### [Problem]
Transcribe every record exactly, omitting none.

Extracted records

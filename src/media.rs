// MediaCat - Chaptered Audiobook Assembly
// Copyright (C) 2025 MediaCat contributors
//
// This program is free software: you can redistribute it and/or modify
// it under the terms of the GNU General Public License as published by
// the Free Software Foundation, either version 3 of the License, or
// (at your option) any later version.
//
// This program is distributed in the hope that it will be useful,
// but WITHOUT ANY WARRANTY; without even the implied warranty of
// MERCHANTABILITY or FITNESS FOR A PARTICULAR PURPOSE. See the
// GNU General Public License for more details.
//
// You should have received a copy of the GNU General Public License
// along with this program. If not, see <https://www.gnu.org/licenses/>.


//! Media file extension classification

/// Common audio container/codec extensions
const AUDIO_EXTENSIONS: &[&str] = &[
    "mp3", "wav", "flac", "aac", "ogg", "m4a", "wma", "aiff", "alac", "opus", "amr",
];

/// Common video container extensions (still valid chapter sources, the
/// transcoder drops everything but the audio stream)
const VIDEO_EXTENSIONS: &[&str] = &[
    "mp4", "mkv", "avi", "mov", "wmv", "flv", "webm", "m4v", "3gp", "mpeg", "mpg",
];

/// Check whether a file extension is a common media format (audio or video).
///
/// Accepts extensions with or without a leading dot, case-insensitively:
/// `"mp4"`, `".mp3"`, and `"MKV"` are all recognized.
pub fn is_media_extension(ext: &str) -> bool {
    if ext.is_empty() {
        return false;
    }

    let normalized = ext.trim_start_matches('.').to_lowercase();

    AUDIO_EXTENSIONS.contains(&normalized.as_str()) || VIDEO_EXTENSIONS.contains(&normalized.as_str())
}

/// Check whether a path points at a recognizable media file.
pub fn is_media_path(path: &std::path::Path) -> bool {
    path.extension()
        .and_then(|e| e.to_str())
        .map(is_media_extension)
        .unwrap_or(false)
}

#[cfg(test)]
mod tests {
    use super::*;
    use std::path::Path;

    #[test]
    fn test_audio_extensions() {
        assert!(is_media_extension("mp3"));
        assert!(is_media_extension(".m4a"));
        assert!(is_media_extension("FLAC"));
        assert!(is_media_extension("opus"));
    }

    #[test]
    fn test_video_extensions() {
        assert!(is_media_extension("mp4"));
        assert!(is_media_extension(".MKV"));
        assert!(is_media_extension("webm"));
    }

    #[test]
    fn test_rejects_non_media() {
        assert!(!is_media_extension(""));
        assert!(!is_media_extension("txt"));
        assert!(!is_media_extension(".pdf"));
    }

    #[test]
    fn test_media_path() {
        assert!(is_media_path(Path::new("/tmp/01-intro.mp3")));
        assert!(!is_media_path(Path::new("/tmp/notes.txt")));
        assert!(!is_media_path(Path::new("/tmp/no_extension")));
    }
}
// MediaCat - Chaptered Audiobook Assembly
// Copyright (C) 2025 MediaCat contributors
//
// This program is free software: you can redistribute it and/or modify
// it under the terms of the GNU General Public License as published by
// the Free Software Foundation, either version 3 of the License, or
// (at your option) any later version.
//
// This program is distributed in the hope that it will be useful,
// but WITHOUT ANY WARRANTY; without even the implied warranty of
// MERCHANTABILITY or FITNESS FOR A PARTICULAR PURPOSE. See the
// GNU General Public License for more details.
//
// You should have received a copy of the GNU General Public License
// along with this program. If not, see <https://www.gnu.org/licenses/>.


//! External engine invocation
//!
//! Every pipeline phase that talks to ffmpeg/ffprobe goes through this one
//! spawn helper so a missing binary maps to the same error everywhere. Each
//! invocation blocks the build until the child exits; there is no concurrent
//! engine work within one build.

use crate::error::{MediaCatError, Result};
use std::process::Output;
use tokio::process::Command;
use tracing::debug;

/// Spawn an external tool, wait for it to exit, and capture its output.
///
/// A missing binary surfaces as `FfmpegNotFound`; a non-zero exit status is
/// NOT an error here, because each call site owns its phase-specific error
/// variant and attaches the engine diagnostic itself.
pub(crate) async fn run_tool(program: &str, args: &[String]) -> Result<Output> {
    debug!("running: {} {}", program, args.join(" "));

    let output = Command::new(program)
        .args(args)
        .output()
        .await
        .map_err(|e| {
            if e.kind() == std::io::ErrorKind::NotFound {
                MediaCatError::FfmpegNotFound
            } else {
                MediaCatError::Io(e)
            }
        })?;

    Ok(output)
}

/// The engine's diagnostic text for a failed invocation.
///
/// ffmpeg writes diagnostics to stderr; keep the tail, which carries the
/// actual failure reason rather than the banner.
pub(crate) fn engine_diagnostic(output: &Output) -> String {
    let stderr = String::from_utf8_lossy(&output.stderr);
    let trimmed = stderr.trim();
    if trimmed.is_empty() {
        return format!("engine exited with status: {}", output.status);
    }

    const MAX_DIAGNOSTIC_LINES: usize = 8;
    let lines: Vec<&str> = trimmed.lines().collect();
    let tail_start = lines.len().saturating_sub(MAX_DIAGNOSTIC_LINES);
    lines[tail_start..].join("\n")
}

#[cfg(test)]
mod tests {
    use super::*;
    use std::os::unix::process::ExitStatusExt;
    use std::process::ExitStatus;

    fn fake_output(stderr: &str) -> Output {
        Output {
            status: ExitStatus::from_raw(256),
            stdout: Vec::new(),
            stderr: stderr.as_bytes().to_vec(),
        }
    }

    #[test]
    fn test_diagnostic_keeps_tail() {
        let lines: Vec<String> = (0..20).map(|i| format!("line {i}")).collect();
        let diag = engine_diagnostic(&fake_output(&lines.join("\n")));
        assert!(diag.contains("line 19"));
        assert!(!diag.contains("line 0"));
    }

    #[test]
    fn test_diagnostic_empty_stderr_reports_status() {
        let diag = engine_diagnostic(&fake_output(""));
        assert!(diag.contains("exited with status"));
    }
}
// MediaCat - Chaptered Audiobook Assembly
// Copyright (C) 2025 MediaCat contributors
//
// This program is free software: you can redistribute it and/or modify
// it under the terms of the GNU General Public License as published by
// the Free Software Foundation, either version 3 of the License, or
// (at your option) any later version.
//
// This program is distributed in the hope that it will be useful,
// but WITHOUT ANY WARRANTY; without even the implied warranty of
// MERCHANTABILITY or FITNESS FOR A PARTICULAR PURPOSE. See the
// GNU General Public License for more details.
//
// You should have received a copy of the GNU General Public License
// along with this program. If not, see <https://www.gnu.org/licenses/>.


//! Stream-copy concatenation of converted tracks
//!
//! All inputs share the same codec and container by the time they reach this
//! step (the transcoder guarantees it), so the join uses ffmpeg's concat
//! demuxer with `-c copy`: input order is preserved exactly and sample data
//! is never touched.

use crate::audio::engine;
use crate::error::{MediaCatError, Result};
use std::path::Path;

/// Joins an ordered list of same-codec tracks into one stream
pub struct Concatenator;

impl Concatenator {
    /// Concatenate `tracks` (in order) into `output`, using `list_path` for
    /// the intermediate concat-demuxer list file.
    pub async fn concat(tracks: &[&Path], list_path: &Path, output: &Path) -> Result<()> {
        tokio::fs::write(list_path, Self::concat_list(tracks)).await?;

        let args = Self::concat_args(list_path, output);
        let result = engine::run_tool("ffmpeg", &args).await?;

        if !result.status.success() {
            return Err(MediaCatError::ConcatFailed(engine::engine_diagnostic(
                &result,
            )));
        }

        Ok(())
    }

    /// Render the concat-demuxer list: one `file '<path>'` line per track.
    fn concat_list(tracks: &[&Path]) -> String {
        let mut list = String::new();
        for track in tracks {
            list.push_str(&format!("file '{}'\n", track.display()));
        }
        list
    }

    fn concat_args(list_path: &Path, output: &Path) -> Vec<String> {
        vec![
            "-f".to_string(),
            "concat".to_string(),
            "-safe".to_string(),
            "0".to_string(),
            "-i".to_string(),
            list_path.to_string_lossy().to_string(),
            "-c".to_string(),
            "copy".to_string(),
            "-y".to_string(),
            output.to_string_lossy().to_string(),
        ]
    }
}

### [Exercise response]
filename src/media.rs
// MediaCat - Chaptered Audiobook Assembly
// Copyright (C) 2025 MediaCat contributors
//
// This program is free software: you can redistribute it and/or modify
// it under the terms of the GNU General Public License as published by
// the Free Software Foundation, either version 3 of the License, or
// (at your option) any later version.
//
// This program is distributed in the hope that it will be useful,
// but WITHOUT ANY WARRANTY; without even the implied warranty of
// MERCHANTABILITY or FITNESS FOR A PARTICULAR PURPOSE. See the
// GNU General Public License for more details.
//
// You should have received a copy of the GNU General Public License
// along with this program. If not, see <https://www.gnu.org/licenses/>.


//! Media file extension classification

/// Common audio container/codec extensions
const AUDIO_EXTENSIONS: &[&str] = &[
    "mp3", "wav", "flac", "aac", "ogg", "m4a", "wma", "aiff", "alac", "opus", "amr",
];

/// Common video container extensions (still valid chapter sources, the
/// transcoder drops everything but the audio stream)
const VIDEO_EXTENSIONS: &[&str] = &[
    "mp4", "mkv", "avi", "mov", "wmv", "flv", "webm", "m4v", "3gp", "mpeg", "mpg",
];

/// Check whether a file extension is a common media format (audio or video).
///
/// Accepts extensions with or without a leading dot, case-insensitively:
/// `"mp4"`, `".mp3"`, and `"MKV"` are all recognized.
pub fn is_media_extension(ext: &str) -> bool {
    if ext.is_empty() {
        return false;
    }

    let normalized = ext.trim_start_matches('.').to_lowercase();

    AUDIO_EXTENSIONS.contains(&normalized.as_str()) || VIDEO_EXTENSIONS.contains(&normalized.as_str())
}

/// Check whether a path points at a recognizable media file.
pub fn is_media_path(path: &std::path::Path) -> bool {
    path.extension()
        .and_then(|e| e.to_str())
        .map(is_media_extension)
        .unwrap_or(false)
}

#[cfg(test)]
mod tests {
    use super::*;
    use std::path::Path;

    #[test]
    fn test_audio_extensions() {
        assert!(is_media_extension("mp3"));
        assert!(is_media_extension(".m4a"));
        assert!(is_media_extension("FLAC"));
        assert!(is_media_extension("opus"));
    }

    #[test]
    fn test_video_extensions() {
        assert!(is_media_extension("mp4"));
        assert!(is_media_extension(".MKV"));
        assert!(is_media_extension("webm"));
    }

    #[test]
    fn test_rejects_non_media() {
        assert!(!is_media_extension(""));
        assert!(!is_media_extension("txt"));
        assert!(!is_media_extension(".pdf"));
    }

    #[test]
    fn test_media_path() {
        assert!(is_media_path(Path::new("/tmp/01-intro.mp3")));
        assert!(!is_media_path(Path::new("/tmp/notes.txt")));
        assert!(!is_media_path(Path::new("/tmp/no_extension")));
    }
}
// MediaCat - Chaptered Audiobook Assembly
// Copyright (C) 2025 MediaCat contributors
//
// This program is free software: you can redistribute it and/or modify
// it under the terms of the GNU General Public License as published by
// the Free Software Foundation, either version 3 of the License, or
// (at your option) any later version.
//
// This program is distributed in the hope that it will be useful,
// but WITHOUT ANY WARRANTY; without even the implied warranty of
// MERCHANTABILITY or FITNESS FOR A PARTICULAR PURPOSE. See the
// GNU General Public License for more details.
//
// You should have received a copy of the GNU General Public License
// along with this program. If not, see <https://www.gnu.org/licenses/>.


//! External engine invocation
//!
//! Every pipeline phase that talks to ffmpeg/ffprobe goes through this one
//! spawn helper so a missing binary maps to the same error everywhere. Each
//! invocation blocks the build until the child exits; there is no concurrent
//! engine work within one build.

use crate::error::{MediaCatError, Result};
use std::process::Output;
use tokio::process::Command;
use tracing::debug;

/// Spawn an external tool, wait for it to exit, and capture its output.
///
/// A missing binary surfaces as `FfmpegNotFound`; a non-zero exit status is
/// NOT an error here, because each call site owns its phase-specific error
/// variant and attaches the engine diagnostic itself.
pub(crate) async fn run_tool(program: &str, args: &[String]) -> Result<Output> {
    debug!("running: {} {}", program, args.join(" "));

    let output = Command::new(program)
        .args(args)
        .output()
        .await
        .map_err(|e| {
            if e.kind() == std::io::ErrorKind::NotFound {
                MediaCatError::FfmpegNotFound
            } else {
                MediaCatError::Io(e)
            }
        })?;

    Ok(output)
}

/// The engine's diagnostic text for a failed invocation.
///
/// ffmpeg writes diagnostics to stderr; keep the tail, which carries the
/// actual failure reason rather than the banner.
pub(crate) fn engine_diagnostic(output: &Output) -> String {
    let stderr = String::from_utf8_lossy(&output.stderr);
    let trimmed = stderr.trim();
    if trimmed.is_empty() {
        return format!("engine exited with status: {}", output.status);
    }

    const MAX_DIAGNOSTIC_LINES: usize = 8;
    let lines: Vec<&str> = trimmed.lines().collect();
    let tail_start = lines.len().saturating_sub(MAX_DIAGNOSTIC_LINES);
    lines[tail_start..].join("\n")
}

#[cfg(test)]
mod tests {
    use super::*;
    use std::os::unix::process::ExitStatusExt;
    use std::process::ExitStatus;

    fn fake_output(stderr: &str) -> Output {
        Output {
            status: ExitStatus::from_raw(256),
            stdout: Vec::new(),
            stderr: stderr.as_bytes().to_vec(),
        }
    }

    #[test]
    fn test_diagnostic_keeps_tail() {
        let lines: Vec<String> = (0..20).map(|i| format!("line {i}")).collect();
        let diag = engine_diagnostic(&fake_output(&lines.join("\n")));
        assert!(diag.contains("line 19"));
        assert!(!diag.contains("line 0"));
    }

    #[test]
    fn test_diagnostic_empty_stderr_reports_status() {
        let diag = engine_diagnostic(&fake_output(""));
        assert!(diag.contains("exited with status"));
    }
}
// MediaCat - Chaptered Audiobook Assembly
// Copyright (C) 2025 MediaCat contributors
//
// This program is free software: you can redistribute it and/or modify
// it under the terms of the GNU General Public License as published by
// the Free Software Foundation, either version 3 of the License, or
// (at your option) any later version.
//
// This program is distributed in the hope that it will be useful,
// but WITHOUT ANY WARRANTY; without even the implied warranty of
// MERCHANTABILITY or FITNESS FOR A PARTICULAR PURPOSE. See the
// GNU General Public License for more details.
//
// You should have received a copy of the GNU General Public License
// along with this program. If not, see <https://www.gnu.org/licenses/>.


//! Stream-copy concatenation of converted tracks
//!
//! All inputs share the same codec and container by the time they reach this
//! step (the transcoder guarantees it), so the join uses ffmpeg's concat
//! demuxer with `-c copy`: input order is preserved exactly and sample data
//! is never touched.

use crate::audio::engine;
use crate::error::{MediaCatError, Result};
use std::path::Path;

/// Joins an ordered list of same-codec tracks into one stream
pub struct Concatenator;

impl Concatenator {
    /// Concatenate `tracks` (in order) into `output`, using `list_path` for
    /// the intermediate concat-demuxer list file.
    pub async fn concat(tracks: &[&Path], list_path: &Path, output: &Path) -> Result<()> {
        tokio::fs::write(list_path, Self::concat_list(tracks)).await?;

        let args = Self::concat_args(list_path, output);
        let result = engine::run_tool("ffmpeg", &args).await?;

        if !result.status.success() {
            return Err(MediaCatError::ConcatFailed(engine::engine_diagnostic(
                &result,
            )));
        }

        Ok(())
    }

    /// Render the concat-demuxer list: one `file '<path>'` line per track.
    fn concat_list(tracks: &[&Path]) -> String {
        let mut list = String::new();
        for track in tracks {
            list.push_str(&format!("file '{}'\n", track.display()));
        }
        list
    }

    fn concat_args(list_path: &Path, output: &Path) -> Vec<String> {
        vec![
            "-f".to_string(),
            "concat".to_string(),
            "-safe".to_string(),
            "0".to_string(),
            "-i".to_string(),
            list_path.to_string_lossy().to_string(),
            "-c".to_string(),
            "copy".to_string(),
            "-y".to_string(),
            output.to_string_lossy().to_string(),
        ]
    }
}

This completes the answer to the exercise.